Whenever people are unable to control and predict their environment, they actively seek to restore feelings of control by behaving and thinking in certain ways.
For example, cognitive research by Legare & Souza (2013) shows that rituals provide an illusion of control that makes the world more comprehensible and predictable.
Participants who were in a “randomness condition” preferred rituals more than a control group. The authors give us this anecdote:
“The Trobrianders rarely relied on rituals when fishing in a reliable and safe lagoon … In contrast, extensive rituals preceded the uncertain and dangerous conditions of deep-sea fishing” (p. 2).
The Trobriand fishermen are not the only ones who use rituals when confronted with uncertainty. Studies have shown that most people (up to 70%) employ similar strategies in relation to exams and athletic competitions (Legare & Souza, 2013).

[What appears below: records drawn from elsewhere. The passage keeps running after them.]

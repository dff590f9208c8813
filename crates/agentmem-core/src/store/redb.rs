//! Embedded redb backend.
//!
//! # Table design
//!
//! A single `ACTIONS` table keyed by the full store key
//! (`<namespace>:<agentId>:<actionId>`). redb orders `&str` keys
//! lexicographically, so a prefix scan is one range read starting at the
//! prefix and stopping at the first key that no longer matches.
//!
//! Values carry their own expiry:
//! ```text
//! [ expires_at_ms: u64 big-endian (8 bytes) | JSON-encoded ActionRecord ]
//! ```
//! Expired entries read as absent and are dropped by `purge_expired`.
//!
//! redb takes an exclusive file lock per open `Database`. Each operation
//! opens the file, does one transaction, and closes it again, so several
//! processes can share one file; a contended open is retried until
//! `busy_timeout` elapses.

use std::path::{Path, PathBuf};
use std::time::Duration;

use async_trait::async_trait;
use chrono::Utc;
use redb::{Database, DatabaseError, ReadableTable, TableDefinition};
use tracing::debug;

use super::{decode_entries, unavailable, ActionStore};
use crate::error::Result;
use crate::record::ActionRecord;

// ---------------------------------------------------------------------------
// Table definition
// ---------------------------------------------------------------------------

/// Key: store key. Value: expiry header ++ JSON record.
const ACTIONS: TableDefinition<&str, &[u8]> = TableDefinition::new("actions");

const HEADER_LEN: usize = 8;
const BUSY_RETRY_INTERVAL: Duration = Duration::from_millis(10);

// ---------------------------------------------------------------------------
// Value helpers
// ---------------------------------------------------------------------------

fn epoch_ms() -> u64 {
    Utc::now().timestamp_millis().max(0) as u64
}

fn encode_value(json: &[u8], expires_at_ms: u64) -> Vec<u8> {
    let mut value = Vec::with_capacity(HEADER_LEN + json.len());
    value.extend_from_slice(&expires_at_ms.to_be_bytes());
    value.extend_from_slice(json);
    value
}

/// Split a stored value into its JSON body, or `None` if it has expired.
/// Values too short to carry a header are treated as expired.
fn live_body(value: &[u8], now_ms: u64) -> Option<&[u8]> {
    if value.len() < HEADER_LEN {
        return None;
    }
    let (header, body) = value.split_at(HEADER_LEN);
    let mut ms = [0u8; HEADER_LEN];
    ms.copy_from_slice(header);
    (now_ms < u64::from_be_bytes(ms)).then_some(body)
}

// ---------------------------------------------------------------------------
// RedbStore
// ---------------------------------------------------------------------------

pub struct RedbStore {
    path: PathBuf,
    busy_timeout: Duration,
}

impl RedbStore {
    /// Open or create the database at `path`, creating the `ACTIONS` table
    /// and evicting anything that expired while no process was running.
    pub async fn open(path: &Path, busy_timeout: Duration) -> Result<Self> {
        if let Some(parent) = path.parent() {
            std::fs::create_dir_all(parent).map_err(unavailable)?;
        }
        let store = Self {
            path: path.to_path_buf(),
            busy_timeout,
        };
        let purged = store.purge_expired().await?;
        debug!(path = %path.display(), purged, "opened redb store");
        Ok(store)
    }

    pub fn path(&self) -> &Path {
        &self.path
    }

    /// Run `f` against a freshly opened database on the blocking pool.
    async fn with_db<T, F>(&self, f: F) -> Result<T>
    where
        T: Send + 'static,
        F: FnOnce(&Database) -> Result<T> + Send + 'static,
    {
        let path = self.path.clone();
        let busy_timeout = self.busy_timeout;
        tokio::task::spawn_blocking(move || {
            let db = open_db(&path, busy_timeout)?;
            f(&db)
        })
        .await
        .map_err(unavailable)?
    }
}

fn open_db(path: &Path, busy_timeout: Duration) -> Result<Database> {
    let deadline = std::time::Instant::now() + busy_timeout;
    loop {
        match Database::create(path) {
            Ok(db) => return Ok(db),
            Err(DatabaseError::DatabaseAlreadyOpen) if std::time::Instant::now() < deadline => {
                std::thread::sleep(BUSY_RETRY_INTERVAL);
            }
            Err(e) => {
                return Err(unavailable(format!("{}: {e}", path.display())));
            }
        }
    }
}

#[async_trait]
impl ActionStore for RedbStore {
    async fn put(&self, key: &str, record: &ActionRecord, ttl: Duration) -> Result<()> {
        let ttl_ms = u64::try_from(ttl.as_millis()).unwrap_or(u64::MAX);
        let value = encode_value(&record.to_bytes()?, epoch_ms().saturating_add(ttl_ms));
        let key = key.to_string();
        self.with_db(move |db| {
            let wt = db.begin_write().map_err(unavailable)?;
            {
                let mut table = wt.open_table(ACTIONS).map_err(unavailable)?;
                table
                    .insert(key.as_str(), value.as_slice())
                    .map_err(unavailable)?;
            }
            wt.commit().map_err(unavailable)?;
            Ok(())
        })
        .await
    }

    async fn get(&self, key: &str) -> Result<Option<ActionRecord>> {
        let key = key.to_string();
        let lookup = key.clone();
        let body = self
            .with_db(move |db| {
                let rt = db.begin_read().map_err(unavailable)?;
                let table = rt.open_table(ACTIONS).map_err(unavailable)?;
                let found = table.get(lookup.as_str()).map_err(unavailable)?;
                Ok(found.and_then(|v| live_body(v.value(), epoch_ms()).map(<[u8]>::to_vec)))
            })
            .await?;
        body.map(|bytes| ActionRecord::from_bytes(&key, &bytes))
            .transpose()
    }

    async fn scan_prefix(&self, prefix: &str) -> Result<Vec<(String, ActionRecord)>> {
        let prefix = prefix.to_string();
        let raw = self
            .with_db(move |db| {
                let rt = db.begin_read().map_err(unavailable)?;
                let table = rt.open_table(ACTIONS).map_err(unavailable)?;
                let now = epoch_ms();

                let mut raw = Vec::new();
                for entry in table.range(prefix.as_str()..).map_err(unavailable)? {
                    let (k, v) = entry.map_err(unavailable)?;
                    let key = k.value();
                    if !key.starts_with(prefix.as_str()) {
                        break;
                    }
                    if let Some(body) = live_body(v.value(), now) {
                        raw.push((key.to_string(), body.to_vec()));
                    }
                }
                Ok(raw)
            })
            .await?;
        Ok(decode_entries(raw))
    }

    async fn delete(&self, key: &str) -> Result<bool> {
        let key = key.to_string();
        self.with_db(move |db| {
            let now = epoch_ms();
            let wt = db.begin_write().map_err(unavailable)?;
            let removed = {
                let mut table = wt.open_table(ACTIONS).map_err(unavailable)?;
                let old = table.remove(key.as_str()).map_err(unavailable)?;
                old.is_some_and(|v| live_body(v.value(), now).is_some())
            };
            wt.commit().map_err(unavailable)?;
            Ok(removed)
        })
        .await
    }

    async fn purge_expired(&self) -> Result<usize> {
        self.with_db(|db| {
            let now = epoch_ms();
            let wt = db.begin_write().map_err(unavailable)?;
            let purged = {
                let mut table = wt.open_table(ACTIONS).map_err(unavailable)?;
                let mut expired = Vec::new();
                for entry in table.iter().map_err(unavailable)? {
                    let (k, v) = entry.map_err(unavailable)?;
                    if live_body(v.value(), now).is_none() {
                        expired.push(k.value().to_string());
                    }
                }
                for key in &expired {
                    table.remove(key.as_str()).map_err(unavailable)?;
                }
                expired.len()
            };
            wt.commit().map_err(unavailable)?;
            Ok(purged)
        })
        .await
    }

    fn kind(&self) -> &'static str {
        "redb"
    }
}

// ---------------------------------------------------------------------------
// Tests
// ---------------------------------------------------------------------------
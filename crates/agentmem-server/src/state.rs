use agentmem_core::SharedMemory;
use std::sync::Arc;

/// Shared application state passed to all route handlers.
#[derive(Clone)]
pub struct AppState {
    pub memory: Arc<SharedMemory>,
}

impl AppState {
    pub fn new(memory: Arc<SharedMemory>) -> Self {
        Self { memory }
    }
}
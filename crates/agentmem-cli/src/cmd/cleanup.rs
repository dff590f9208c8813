use crate::cmd::{connect, runtime};
use crate::output::print_json;
use anyhow::Context;
use std::path::Path;
use std::time::Duration;

pub fn run(root: &Path, max_age_hours: u64, json: bool) -> anyhow::Result<()> {
    let max_age = Duration::from_secs(max_age_hours.saturating_mul(3600));
    let deleted = runtime()?.block_on(async {
        let memory = connect(root).await?;
        memory
            .cleanup_older_than(max_age)
            .await
            .context("cleanup failed")
    })?;

    if json {
        print_json(&serde_json::json!({ "deleted": deleted }))?;
    } else {
        println!("Deleted {deleted} action(s) older than {max_age_hours}h");
    }
    Ok(())
}
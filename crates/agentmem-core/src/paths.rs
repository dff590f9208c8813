use std::path::{Path, PathBuf};

// ---------------------------------------------------------------------------
// Directory constants
// ---------------------------------------------------------------------------

pub const AGENTMEM_DIR: &str = ".agentmem";
pub const CONFIG_FILE: &str = ".agentmem/config.yaml";
pub const DEFAULT_DB_FILE: &str = ".agentmem/actions.redb";

// ---------------------------------------------------------------------------
// Path helpers
// ---------------------------------------------------------------------------

pub fn agentmem_dir(root: &Path) -> PathBuf {
    root.join(AGENTMEM_DIR)
}

pub fn config_path(root: &Path) -> PathBuf {
    root.join(CONFIG_FILE)
}

/// Relative store paths in the config are relative to the project root, not
/// to the process working directory.
pub fn resolve_store_path(root: &Path, path: &Path) -> PathBuf {
    if path.is_absolute() {
        path.to_path_buf()
    } else {
        root.join(path)
    }
}
use crate::error::Result;
use std::io::Write;
use std::path::Path;
use tempfile::NamedTempFile;

/// Atomically write `data` to `path` using a tempfile in the same directory.
/// Prevents partial writes from corrupting the config file.
pub fn atomic_write(path: &Path, data: &[u8]) -> Result<()> {
    if let Some(parent) = path.parent() {
        std::fs::create_dir_all(parent)?;
    }
    let dir = path.parent().unwrap_or(Path::new("."));
    let mut tmp = NamedTempFile::new_in(dir)?;
    tmp.write_all(data)?;
    tmp.persist(path).map_err(|e| e.error)?;
    Ok(())
}

/// Create a directory and all parents, idempotent.
pub fn ensure_dir(path: &Path) -> Result<()> {
    std::fs::create_dir_all(path)?;
    Ok(())
}
impl SharedMemory {
    /// Wrap an existing store. Fails with `InvalidConfig` if `config` does not
    /// validate.
    pub fn new(store: Arc<dyn ActionStore>, config: &MemoryConfig) -> Result<Self> {
        config.validate()?;
        Ok(Self {
            store,
            namespace: config.namespace.clone(),
            ttl: config.ttl(),
            poll_interval: config.poll_interval(),
            wait_timeout: config.wait_timeout(),
            roles: config.roles.clone(),
        })
    }

    /// Validate `config`, connect to the store it names, and wrap it.
    pub async fn open(config: &MemoryConfig, root: &Path) -> Result<Self> {
        config.validate()?;
        let store = store::open_store(&config.store, root).await?;
        Self::new(store, config)
    }

    pub fn namespace(&self) -> &str {
        &self.namespace
    }

    pub fn ttl(&self) -> Duration {
        self.ttl
    }

    pub fn poll_interval(&self) -> Duration {
        self.poll_interval
    }

    /// Default timeout for dependency waits.
    pub fn wait_timeout(&self) -> Duration {
        self.wait_timeout
    }

    pub fn store_kind(&self) -> &'static str {
        self.store.kind()
    }

    fn key(&self, agent_id: &str, action_id: &str) -> Result<String> {
        key::encode(&self.namespace, agent_id, action_id)
    }

    /// Current record for a write guard. An undecodable value is treated as
    /// absent so its owner can overwrite it.
    async fn current(&self, key: &str) -> Result<Option<ActionRecord>> {
        match self.store.get(key).await {
            Err(MemoryError::CorruptRecord { key, source }) => {
                warn!(key = %key, error = %source, "overwriting undecodable record");
                Ok(None)
            }
            other => other,
        }
    }

    // -----------------------------------------------------------------------
    // Writes
    // -----------------------------------------------------------------------

    /// Create or overwrite the caller's own action record.
    ///
    /// Only `pending` and `in_progress` may be published; terminal states go
    /// through [`complete`](Self::complete) or [`fail`](Self::fail). Moving a
    /// record backward or overwriting a terminal one fails with
    /// `InvalidTransition`.
    pub async fn publish(
        &self,
        agent_id: &str,
        action_id: &str,
        action: NewAction,
    ) -> Result<ActionRecord> {
        let key = self.key(agent_id, action_id)?;
        for dep in &action.dependencies {
            key::validate_id(&dep.agent_id)?;
            key::validate_id(&dep.action_id)?;
        }
        let target = ActionRef::new(agent_id, action_id);
        if action.status.is_terminal() {
            return Err(MemoryError::InvalidTransition {
                target,
                from: "publish".into(),
                to: action.status,
            });
        }
        if let Some(current) = self.current(&key).await? {
            if !current.status.can_move_to(action.status) {
                return Err(MemoryError::InvalidTransition {
                    target,
                    from: current.status.to_string(),
                    to: action.status,
                });
            }
        }

        let record = ActionRecord::from_new(agent_id, action_id, action, now_ms());
        self.store.put(&key, &record, self.ttl).await?;
        info!(
            agent_id,
            action_id,
            status = %record.status,
            action_type = %record.action_type,
            "published action"
        );
        Ok(record)
    }

    /// Mark an action `completed` with `result`.
    pub async fn complete(
        &self,
        agent_id: &str,
        action_id: &str,
        result: Payload,
    ) -> Result<ActionRecord> {
        self.finish(agent_id, action_id, ActionStatus::Completed, result)
            .await
    }

    /// Mark an action `failed` with `result` (typically an error description).
    pub async fn fail(&self, agent_id: &str, action_id: &str, result: Payload) -> Result<ActionRecord> {
        self.finish(agent_id, action_id, ActionStatus::Failed, result)
            .await
    }

    async fn finish(
        &self,
        agent_id: &str,
        action_id: &str,
        status: ActionStatus,
        result: Payload,
    ) -> Result<ActionRecord> {
        let key = self.key(agent_id, action_id)?;
        let result = normalize_result(status, result);
        let now = now_ms();

        let mut record = match self.current(&key).await? {
            Some(existing) if existing.is_terminal() => {
                if existing.status != status || existing.result.as_ref() != Some(&result) {
                    warn!(
                        agent_id,
                        action_id,
                        stored = %existing.status,
                        requested = %status,
                        "action already finished; keeping stored outcome"
                    );
                }
                return Ok(existing);
            }
            Some(existing) => existing,
            None => {
                debug!(agent_id, action_id, "finishing unpublished action");
                ActionRecord::synthesized(agent_id, action_id, now)
            }
        };

        record.status = status;
        record.result = Some(result);
        record.updated_at = now;
        self.store.put(&key, &record, self.ttl).await?;
        info!(agent_id, action_id, status = %status, "finished action");
        Ok(record)
    }

    /// Remove an action record. Returns whether a live record was removed.
    pub async fn delete(&self, agent_id: &str, action_id: &str) -> Result<bool> {
        let key = self.key(agent_id, action_id)?;
        let removed = self.store.delete(&key).await?;
        info!(agent_id, action_id, removed, "deleted action");
        Ok(removed)
    }

    /// Delete every record in the namespace whose `updatedAt` is older than
    /// `max_age`, after evicting expired entries. Returns the number deleted.
    pub async fn cleanup_older_than(&self, max_age: Duration) -> Result<usize> {
        let purged = self.store.purge_expired().await?;
        let cutoff = cutoff(max_age);

        let mut deleted = 0;
        for (key, record) in self.scan(&key::namespace_prefix(&self.namespace)).await? {
            if record.updated_at < cutoff && self.store.delete(&key).await? {
                deleted += 1;
            }
        }
        info!(
            namespace = %self.namespace,
            max_age_secs = max_age.as_secs(),
            purged,
            deleted,
            "cleanup finished"
        );
        Ok(deleted)
    }

    // -----------------------------------------------------------------------
    // Reads
    // -----------------------------------------------------------------------

    /// Non-blocking read. `Ok(None)` means not published, deleted, or expired.
    pub async fn read(&self, agent_id: &str, action_id: &str) -> Result<Option<ActionRecord>> {
        let key = self.key(agent_id, action_id)?;
        let record = self.store.get(&key).await?;
        debug!(
            agent_id,
            action_id,
            status = record.as_ref().map(|r| r.status.as_str()),
            "read action"
        );
        Ok(record)
    }

    /// Block until the action is `completed` or `failed`, polling every
    /// `poll_interval`.
    ///
    /// Fails with `WaitTimeout` once `timeout` has elapsed without a terminal
    /// status; the error carries the last record seen. Store errors end the
    /// wait immediately. Dropping the future cancels the wait.
    pub async fn wait_for(
        &self,
        agent_id: &str,
        action_id: &str,
        timeout: Duration,
    ) -> Result<ActionRecord> {
        let key = self.key(agent_id, action_id)?;
        let started = Instant::now();
        let deadline = started
            .checked_add(timeout)
            .unwrap_or_else(|| started + FAR_FUTURE);
        let mut last_seen: Option<ActionRecord> = None;

        loop {
            if let Some(record) = self.store.get(&key).await? {
                if record.is_terminal() {
                    info!(
                        agent_id,
                        action_id,
                        status = %record.status,
                        waited_ms = started.elapsed().as_millis() as u64,
                        "wait resolved"
                    );
                    return Ok(record);
                }
                last_seen = Some(record);
            }

            let now = Instant::now();
            if now >= deadline {
                warn!(
                    agent_id,
                    action_id,
                    waited_ms = started.elapsed().as_millis() as u64,
                    last_status = last_seen.as_ref().map(|r| r.status.as_str()),
                    "wait timed out"
                );
                return Err(MemoryError::WaitTimeout {
                    target: ActionRef::new(agent_id, action_id),
                    timeout_ms: timeout.as_millis() as u64,
                    last_seen: last_seen.map(Box::new),
                });
            }

            debug!(agent_id, action_id, "action not finished, polling");
            tokio::time::sleep(self.poll_interval.min(deadline - now)).await;
        }
    }

    /// Every `pending` or `in_progress` record in the namespace.
    pub async fn list_active(&self) -> Result<Vec<ActionRecord>> {
        let records = self.scan_records(&key::namespace_prefix(&self.namespace)).await?;
        Ok(records.into_iter().filter(|r| r.status.is_active()).collect())
    }

    /// Every live record owned by `agent_id`, any status.
    pub async fn list_agent(&self, agent_id: &str) -> Result<Vec<ActionRecord>> {
        let prefix = key::agent_prefix(&self.namespace, agent_id)?;
        self.scan_records(&prefix).await
    }

    /// Active records not updated within `max_age`: agents that crashed or
    /// stalled mid-action.
    pub async fn list_stale(&self, max_age: Duration) -> Result<Vec<ActionRecord>> {
        let cutoff = cutoff(max_age);
        Ok(self
            .list_active()
            .await?
            .into_iter()
            .filter(|r| r.updated_at < cutoff)
            .collect())
    }

    /// One namespace scan grouped by agent.
    pub async fn aggregate_status(&self) -> Result<StatusSummary> {
        let records = self.scan_records(&key::namespace_prefix(&self.namespace)).await?;
        Ok(StatusSummary::build(records, &self.roles, now_ms()))
    }

    async fn scan_records(&self, prefix: &str) -> Result<Vec<ActionRecord>> {
        Ok(self.scan(prefix).await?.into_iter().map(|(_, r)| r).collect())
    }

    /// Prefix scan restricted to keys this namespace's codec produced.
    async fn scan(&self, prefix: &str) -> Result<Vec<(String, ActionRecord)>> {
        let entries = self.store.scan_prefix(prefix).await?;
        Ok(entries
            .into_iter()
            .filter(|(k, _)| {
                let ok = key::decode(&self.namespace, k).is_some();
                if !ok {
                    warn!(key = %k, "skipping malformed key");
                }
                ok
            })
            .collect())
    }
}
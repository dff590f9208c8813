use agentmem_core::StatusSummary;
use axum::extract::State;
use axum::Json;

use crate::error::AppError;
use crate::state::AppState;

/// GET /api/status — per-agent summary of the namespace.
pub async fn get_status(State(app): State<AppState>) -> Result<Json<StatusSummary>, AppError> {
    let summary = app.memory.aggregate_status().await?;
    Ok(Json(summary))
}
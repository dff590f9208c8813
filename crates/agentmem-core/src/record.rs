//! Action record data model.
//!
//! An `ActionRecord` is the only thing agents share: one record per
//! `(agent_id, action_id)`, overwritten in place as the owning agent makes
//! progress. Field names on the wire are camelCase (`agentId`, `createdAt`, ...)
//! and `type` is spelled literally, so records written by any client of the
//! store decode here unchanged.

use chrono::{DateTime, Utc};
use serde::{Deserialize, Serialize};
use std::fmt;
use std::str::FromStr;

use crate::error::{MemoryError, Result};
use crate::key::SEPARATOR;

/// Open JSON object used for both `payload` and `result`.
pub type Payload = serde_json::Map<String, serde_json::Value>;

/// Current wall-clock time truncated to whole milliseconds, the precision the
/// wire format keeps.
pub fn now_ms() -> DateTime<Utc> {
    DateTime::from_timestamp_millis(Utc::now().timestamp_millis()).unwrap_or_else(Utc::now)
}

// ---------------------------------------------------------------------------
// ActionStatus
// ---------------------------------------------------------------------------

/// Lifecycle state of an action.
///
/// Transitions: `Pending → InProgress → Completed | Failed`. Terminal states
/// are final; an agent that needs to redo work publishes a new action id.
#[derive(Debug, Clone, Copy, PartialEq, Eq, Hash, Serialize, Deserialize)]
#[serde(rename_all = "snake_case")]
pub enum ActionStatus {
    Pending,
    InProgress,
    Completed,
    Failed,
}

impl ActionStatus {
    pub fn as_str(&self) -> &'static str {
        match self {
            Self::Pending => "pending",
            Self::InProgress => "in_progress",
            Self::Completed => "completed",
            Self::Failed => "failed",
        }
    }

    pub fn is_terminal(&self) -> bool {
        matches!(self, Self::Completed | Self::Failed)
    }

    pub fn is_active(&self) -> bool {
        !self.is_terminal()
    }

    fn rank(&self) -> u8 {
        match self {
            Self::Pending => 0,
            Self::InProgress => 1,
            Self::Completed | Self::Failed => 2,
        }
    }

    /// Whether a record currently in `self` may be overwritten with `next`.
    pub fn can_move_to(&self, next: ActionStatus) -> bool {
        !self.is_terminal() && next.rank() >= self.rank()
    }
}

impl fmt::Display for ActionStatus {
    fn fmt(&self, f: &mut fmt::Formatter<'_>) -> fmt::Result {
        f.write_str(self.as_str())
    }
}

impl FromStr for ActionStatus {
    type Err = MemoryError;

    fn from_str(s: &str) -> Result<Self> {
        match s {
            "pending" => Ok(Self::Pending),
            "in_progress" | "in-progress" => Ok(Self::InProgress),
            "completed" => Ok(Self::Completed),
            "failed" => Ok(Self::Failed),
            other => Err(MemoryError::UnknownStatus(other.to_string())),
        }
    }
}

// ---------------------------------------------------------------------------
// ActionRef
// ---------------------------------------------------------------------------

/// Pointer to another agent's action, used for dependencies and error context.
#[derive(Debug, Clone, PartialEq, Eq, Hash, PartialOrd, Ord, Serialize, Deserialize)]
#[serde(rename_all = "camelCase")]
pub struct ActionRef {
    pub agent_id: String,
    pub action_id: String,
}

impl ActionRef {
    pub fn new(agent_id: impl Into<String>, action_id: impl Into<String>) -> Self {
        Self {
            agent_id: agent_id.into(),
            action_id: action_id.into(),
        }
    }
}

impl fmt::Display for ActionRef {
    fn fmt(&self, f: &mut fmt::Formatter<'_>) -> fmt::Result {
        write!(f, "{}{}{}", self.agent_id, SEPARATOR, self.action_id)
    }
}

/// Parses `agent:action`, the same shape the key codec uses.
impl FromStr for ActionRef {
    type Err = MemoryError;

    fn from_str(s: &str) -> Result<Self> {
        let Some((agent_id, action_id)) = s.split_once(SEPARATOR) else {
            return Err(MemoryError::InvalidIdentifier {
                value: s.to_string(),
                reason: "expected <agentId>:<actionId>",
            });
        };
        crate::key::validate_id(agent_id)?;
        crate::key::validate_id(action_id)?;
        Ok(Self::new(agent_id, action_id))
    }
}

// ---------------------------------------------------------------------------
// ActionRecord
// ---------------------------------------------------------------------------

/// The serialized unit of shared state.
#[derive(Debug, Clone, PartialEq, Serialize, Deserialize)]
#[serde(rename_all = "camelCase")]
pub struct ActionRecord {
    pub agent_id: String,
    pub action_id: String,
    /// Free-form category, e.g. "code_generation" or "review".
    #[serde(rename = "type")]
    pub action_type: String,
    pub status: ActionStatus,
    #[serde(default)]
    pub payload: Payload,
    /// Present only once the status is terminal.
    #[serde(default, skip_serializing_if = "Option::is_none")]
    pub result: Option<Payload>,
    /// Actions this one conventionally waits on. Not enforced by the store.
    #[serde(default)]
    pub dependencies: Vec<ActionRef>,
    #[serde(with = "chrono::serde::ts_milliseconds")]
    pub created_at: DateTime<Utc>,
    #[serde(with = "chrono::serde::ts_milliseconds")]
    pub updated_at: DateTime<Utc>,
}

impl ActionRecord {
    /// Build a fresh record from a publish request, stamped with `now`.
    pub fn from_new(agent_id: &str, action_id: &str, action: NewAction, now: DateTime<Utc>) -> Self {
        Self {
            agent_id: agent_id.to_string(),
            action_id: action_id.to_string(),
            action_type: action.action_type,
            status: action.status,
            payload: action.payload,
            result: None,
            dependencies: action.dependencies,
            created_at: now,
            updated_at: now,
        }
    }

    /// Minimal stand-in used when an action is completed without ever having
    /// been published.
    pub fn synthesized(agent_id: &str, action_id: &str, now: DateTime<Utc>) -> Self {
        Self::from_new(agent_id, action_id, NewAction::new("unknown"), now)
    }

    pub fn action_ref(&self) -> ActionRef {
        ActionRef::new(&self.agent_id, &self.action_id)
    }

    pub fn is_terminal(&self) -> bool {
        self.status.is_terminal()
    }

    pub fn to_bytes(&self) -> Result<Vec<u8>> {
        Ok(serde_json::to_vec(self)?)
    }

    /// Decode a stored value. `key` only feeds the error message.
    pub fn from_bytes(key: &str, bytes: &[u8]) -> Result<Self> {
        serde_json::from_slice(bytes).map_err(|source| MemoryError::CorruptRecord {
            key: key.to_string(),
            source,
        })
    }
}

// ---------------------------------------------------------------------------
// NewAction
// ---------------------------------------------------------------------------

/// What an agent hands to `publish`: everything except identity and timestamps.
#[derive(Debug, Clone, PartialEq)]
pub struct NewAction {
    pub action_type: String,
    pub status: ActionStatus,
    pub payload: Payload,
    pub dependencies: Vec<ActionRef>,
}

impl NewAction {
    /// A `Pending` action with an empty payload and no dependencies.
    pub fn new(action_type: impl Into<String>) -> Self {
        Self {
            action_type: action_type.into(),
            status: ActionStatus::Pending,
            payload: Payload::new(),
            dependencies: Vec::new(),
        }
    }

    pub fn in_progress(mut self) -> Self {
        self.status = ActionStatus::InProgress;
        self
    }

    pub fn with_status(mut self, status: ActionStatus) -> Self {
        self.status = status;
        self
    }

    pub fn with_payload(mut self, payload: Payload) -> Self {
        self.payload = payload;
        self
    }

    /// Set a single payload field, e.g. `progress: "10%"`.
    pub fn with_field(mut self, key: impl Into<String>, value: impl Into<serde_json::Value>) -> Self {
        self.payload.insert(key.into(), value.into());
        self
    }

    pub fn depends_on(mut self, dependency: ActionRef) -> Self {
        self.dependencies.push(dependency);
        self
    }

    pub fn with_dependencies(mut self, dependencies: Vec<ActionRef>) -> Self {
        self.dependencies = dependencies;
        self
    }
}

// ---------------------------------------------------------------------------
// Tests
// ---------------------------------------------------------------------------
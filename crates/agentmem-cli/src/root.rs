use agentmem_core::paths::AGENTMEM_DIR;
use std::path::{Path, PathBuf};

/// Resolve the agentmem root directory.
///
/// Priority:
/// 1. `--root` flag / `AGENTMEM_ROOT` env var (passed in as `explicit`)
/// 2. Walk upward from `cwd` looking for `.agentmem/`
/// 3. Fall back to `cwd`
pub fn resolve_root(explicit: Option<&Path>) -> PathBuf {
    if let Some(p) = explicit {
        return p.to_path_buf();
    }
    let cwd = std::env::current_dir().unwrap_or_else(|_| PathBuf::from("."));
    find_marked_ancestor(&cwd).unwrap_or(cwd)
}

fn find_marked_ancestor(start: &Path) -> Option<PathBuf> {
    start
        .ancestors()
        .find(|dir| dir.join(AGENTMEM_DIR).is_dir())
        .map(Path::to_path_buf)
}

Another experimental study by Greenaway and colleagues (2013) shows that, when people are manipulated to feel low levels of control, they begin to believe in “irrational” beliefs like spirituality, and by believing in spirituality they regain a sense of control.
Research has shown that families who consistently enact ritual behaviors have children with better self-control than families who do not perform rituals (Vohs et al., 2013). People with a high degree of resilience also seem to do well because of their sense of control.
All in all, people seem to be better off with a sense of control, and this is probably why we are so likely to “make it up” like the above-mentioned studies illustrate.